:: Data excerpts ::

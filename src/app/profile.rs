use leptos::{either::Either, prelude::*};
use leptos_meta::Title;
use leptos_use::use_media_query;

use crate::content::{profile, Link, Profile};

use super::{
    icons::{CheckIcon, LogoMark, PinIcon, SocialGlyph},
    stats::StatsRibbon,
    tabs::ProfileTabs,
    ContentErrorCard,
};

pub const BLUE: &str = "#124C98";
pub const GREEN: &str = "#059669";

#[component]
pub fn ProfilePage() -> impl IntoView {
    match profile() {
        Ok(p) => Either::Left(view! {
            <Title text=p.name.clone() />
            <section class="mx-auto max-w-7xl px-4 sm:px-6 lg:px-8 pb-10">
                <Banner image=p.banner_image.as_deref() />
                <IdentityCard profile=p />
                <div class="mt-6 grid grid-cols-12 gap-6">
                    <Sidebar profile=p />
                    <div class="col-span-12 lg:col-span-8 xl:col-span-9 min-w-0 space-y-6">
                        <ProfileTabs profile=p />
                    </div>
                </div>
            </section>
        }),
        Err(error) => Either::Right(view! { <ContentErrorCard error /> }),
    }
}

/// Neutral spacer by default, a cover image when one is configured.
#[component]
fn Banner(image: Option<&'static str>) -> impl IntoView {
    match image {
        Some(src) => Either::Left(view! {
            <div class="relative mt-6 h-24 overflow-hidden rounded-[28px] sm:h-36">
                <img src=src alt="Banner" class="absolute inset-0 h-full w-full object-cover" loading="lazy" />
            </div>
        }),
        None => Either::Right(view! { <div class="relative h-16 overflow-hidden rounded-[28px] sm:h-20 md:h-24" /> }),
    }
}

#[component]
fn IdentityCard(profile: &'static Profile) -> impl IntoView {
    // hover tilt only where a fine pointer can hover
    let can_hover = use_media_query("(hover: hover) and (pointer: fine)");

    view! {
        <div class=move || {
            let base = "fade-up relative z-10 -mt-8 sm:-mt-10 md:-mt-14 rounded-[22px] border border-zinc-200 bg-white p-4 sm:p-5 md:p-6 shadow-[0_20px_60px_-28px_rgba(2,6,23,0.25)]";
            if can_hover.get() { format!("{base} card-tilt") } else { base.to_string() }
        }>
            <div class="grid min-w-0 gap-5 sm:gap-6 md:grid-cols-[minmax(0,1fr)_auto] md:items-start">
                <div class="flex min-w-0 gap-3 sm:gap-4">
                    <div class="relative h-20 w-20 shrink-0 overflow-hidden rounded-2xl border-4 border-white bg-zinc-100 shadow sm:h-24 sm:w-24 md:h-28 md:w-28 lg:h-32 lg:w-32">
                        <img
                            src=profile.avatar.clone()
                            alt="Profile photo"
                            class="h-full w-full object-cover"
                            loading="lazy"
                        />
                    </div>
                    <div class="min-w-0 max-w-full">
                        <h1 class="truncate text-base font-semibold text-zinc-900 sm:text-lg md:text-xl">
                            {profile.name.clone()}
                        </h1>
                        <p class="mt-0.5 flex flex-wrap items-center gap-1 text-xs text-zinc-600 sm:text-sm">
                            {profile.headline.clone()}
                            <span class="text-zinc-400">"@"</span>
                            {profile.company_logo.as_ref().map(|logo| view! { <LogoMark logo /> })}
                            {profile.company.clone()}
                        </p>
                        <div class="mt-2 flex flex-wrap gap-2 sm:mt-3">
                            {profile
                                .skills
                                .iter()
                                .map(|s| {
                                    view! {
                                        <span class="rounded-lg border border-zinc-200 bg-zinc-50 px-2.5 py-1 text-[12px] text-zinc-700 break-words">
                                            {s.clone()}
                                        </span>
                                    }
                                })
                                .collect_view()}
                        </div>
                        <div class="mt-2 inline-flex items-center gap-2 rounded-xl border border-zinc-200 bg-zinc-50 px-2.5 py-1.5 text-xs text-zinc-700 sm:text-sm">
                            <PinIcon />
                            <span class="truncate">{profile.location.clone()}</span>
                        </div>
                    </div>
                </div>
                <div class="hidden min-w-0 md:flex md:flex-col md:items-end md:gap-2">
                    <div class="w-[230px]">
                        <Cta link=&profile.ctas.primary color=BLUE />
                    </div>
                    <div class="w-[230px]">
                        <Cta link=&profile.ctas.secondary color=GREEN />
                    </div>
                </div>
            </div>

            <div class="mt-4 pl-0 sm:pl-5">
                <p class="mb-2 text-xs font-semibold text-zinc-600">"Social Profiles"</p>
                <div
                    aria-label="Social profiles and summary"
                    class="strip flex w-full items-center gap-3 overflow-x-auto overflow-y-hidden whitespace-nowrap py-1 snap-x snap-mandatory sm:gap-4"
                >
                    {profile
                        .socials
                        .iter()
                        .map(|s| {
                            view! {
                                <a
                                    href=s.href.clone()
                                    title=s.name.clone()
                                    aria-label=s.name.clone()
                                    class="social-chip group relative inline-flex h-10 w-10 shrink-0 snap-start items-center justify-center rounded-full border border-zinc-200 bg-white shadow-sm"
                                >
                                    <span class="h-5 w-5" style=format!("color: {}", s.color)>
                                        <SocialGlyph icon=s.icon />
                                    </span>
                                </a>
                            }
                        })
                        .collect_view()}
                    <span class="h-10 w-px shrink-0 snap-start bg-zinc-200" />
                    <StatsRibbon stats=&profile.stats />
                </div>
            </div>

            <div class="mt-4 space-y-3 md:hidden">
                <Cta link=&profile.ctas.primary color=BLUE />
                <Cta link=&profile.ctas.secondary color=GREEN />
            </div>
        </div>
    }
}

#[component]
fn Cta(link: &'static Link, color: &'static str) -> impl IntoView {
    view! {
        <a
            href=link.href.clone()
            class="inline-flex h-10 w-full items-center justify-center rounded-xl px-6 text-sm font-bold text-white shadow-sm transition hover:opacity-95 focus:outline-none focus-visible:ring-2 focus-visible:ring-offset-2"
            style=format!("background-color: {color}")
        >
            {link.label.clone()}
        </a>
    }
}

#[component]
fn Sidebar(profile: &'static Profile) -> impl IntoView {
    view! {
        <aside class="col-span-12 min-w-0 space-y-6 self-start lg:sticky lg:top-24 lg:col-span-4 xl:col-span-3">
            <div class="earnings-card relative overflow-hidden rounded-[22px] border border-zinc-200 bg-white p-5 shadow-sm">
                <div class="absolute -right-8 -top-8 h-24 w-24 rounded-full bg-blue-100 opacity-20" />
                <p class="text-xs font-semibold uppercase tracking-widest" style=format!("color: {BLUE}")>
                    {profile.earnings.label.clone()}
                </p>
                <p class="mt-1 bg-gradient-to-r from-blue-500 to-blue-700 bg-clip-text text-3xl font-extrabold text-transparent">
                    {profile.earnings.amount.clone()}
                </p>
                <p class="mt-1 text-[12px]" style=format!("color: {BLUE}CC")>
                    {profile.earnings.basis.clone()}
                </p>
            </div>

            <div class="rounded-[22px] border border-zinc-200 bg-white p-5">
                <h3 class="text-sm font-semibold text-zinc-900">"Portfolio Links"</h3>
                <div class="mt-4 flex items-center gap-3 sm:gap-4">
                    {profile
                        .portfolio_links
                        .iter()
                        .map(|p| {
                            view! {
                                <a
                                    href=p.href.clone()
                                    aria-label=p.label.clone()
                                    title=p.label.clone()
                                    class="inline-flex h-11 w-11 items-center justify-center rounded-full border border-zinc-200 bg-white text-sm font-semibold shadow-sm transition hover:-translate-y-0.5"
                                >
                                    {p.abbr.clone()}
                                </a>
                            }
                        })
                        .collect_view()}
                </div>
            </div>

            <div class="rounded-[22px] border border-zinc-200 bg-white p-5">
                <h3 class="text-sm font-semibold text-zinc-900">"Verifications"</h3>
                <ul class="mt-3 space-y-3">
                    {profile
                        .verifications
                        .iter()
                        .map(|v| {
                            view! {
                                <li class="flex items-center justify-between">
                                    <span class="break-words text-sm text-zinc-700">{v.label.clone()}</span>
                                    <span class="inline-flex items-center gap-2">
                                        {v
                                            .action
                                            .clone()
                                            .map(|action| {
                                                view! {
                                                    <a
                                                        href="#"
                                                        class="rounded-lg border border-zinc-200 px-2.5 py-1 text-xs font-medium text-zinc-700 hover:bg-zinc-50"
                                                    >
                                                        {action}
                                                    </a>
                                                }
                                            })}
                                        <CheckIcon ok=v.ok />
                                    </span>
                                </li>
                            }
                        })
                        .collect_view()}
                </ul>
            </div>

            <div class="rounded-[22px] border border-zinc-200 bg-white p-5">
                <h3 class="text-sm font-semibold text-zinc-900">"Proficiency"</h3>
                <div class="mt-4 space-y-4">
                    {profile
                        .proficiency
                        .iter()
                        .map(|p| {
                            view! {
                                <div>
                                    <div class="mb-1 flex items-center justify-between">
                                        <span class="text-sm text-zinc-700">{p.label.clone()}</span>
                                        <span class="text-xs text-zinc-500">{format!("{}%", p.pct)}</span>
                                    </div>
                                    <div
                                        class="h-2 w-full overflow-hidden rounded-full bg-zinc-100"
                                        role="progressbar"
                                        aria-label=p.label.clone()
                                        aria-valuenow=p.pct.to_string()
                                        aria-valuemin="0"
                                        aria-valuemax="100"
                                    >
                                        <div
                                            class="grow-bar h-2 rounded-full"
                                            style=format!("width: {}%; background: {GREEN}", p.pct)
                                        />
                                    </div>
                                </div>
                            }
                        })
                        .collect_view()}
                </div>
            </div>
        </aside>
    }
}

:::

- [Problem description]:
Scan the records above. Return every line with "full" in it.

- [Response below]:
                <img src=src alt="Banner" class="absolute inset-0 h-full w-full object-cover" loading="lazy" />
                            class="h-full w-full object-cover"
                    <div class="min-w-0 max-w-full">
                    class="strip flex w-full items-center gap-3 overflow-x-auto overflow-y-hidden whitespace-nowrap py-1 snap-x snap-mandatory sm:gap-4"
                                    class="social-chip group relative inline-flex h-10 w-10 shrink-0 snap-start items-center justify-center rounded-full border border-zinc-200 bg-white shadow-sm"
            class="inline-flex h-10 w-full items-center justify-center rounded-xl px-6 text-sm font-bold text-white shadow-sm transition hover:opacity-95 focus:outline-none focus-visible:ring-2 focus-visible:ring-offset-2"
                <div class="absolute -right-8 -top-8 h-24 w-24 rounded-full bg-blue-100 opacity-20" />
                                    class="inline-flex h-11 w-11 items-center justify-center rounded-full border border-zinc-200 bg-white text-sm font-semibold shadow-sm transition hover:-translate-y-0.5"
                                        class="h-2 w-full overflow-hidden rounded-full bg-zinc-100"
                                            class="grow-bar h-2 rounded-full"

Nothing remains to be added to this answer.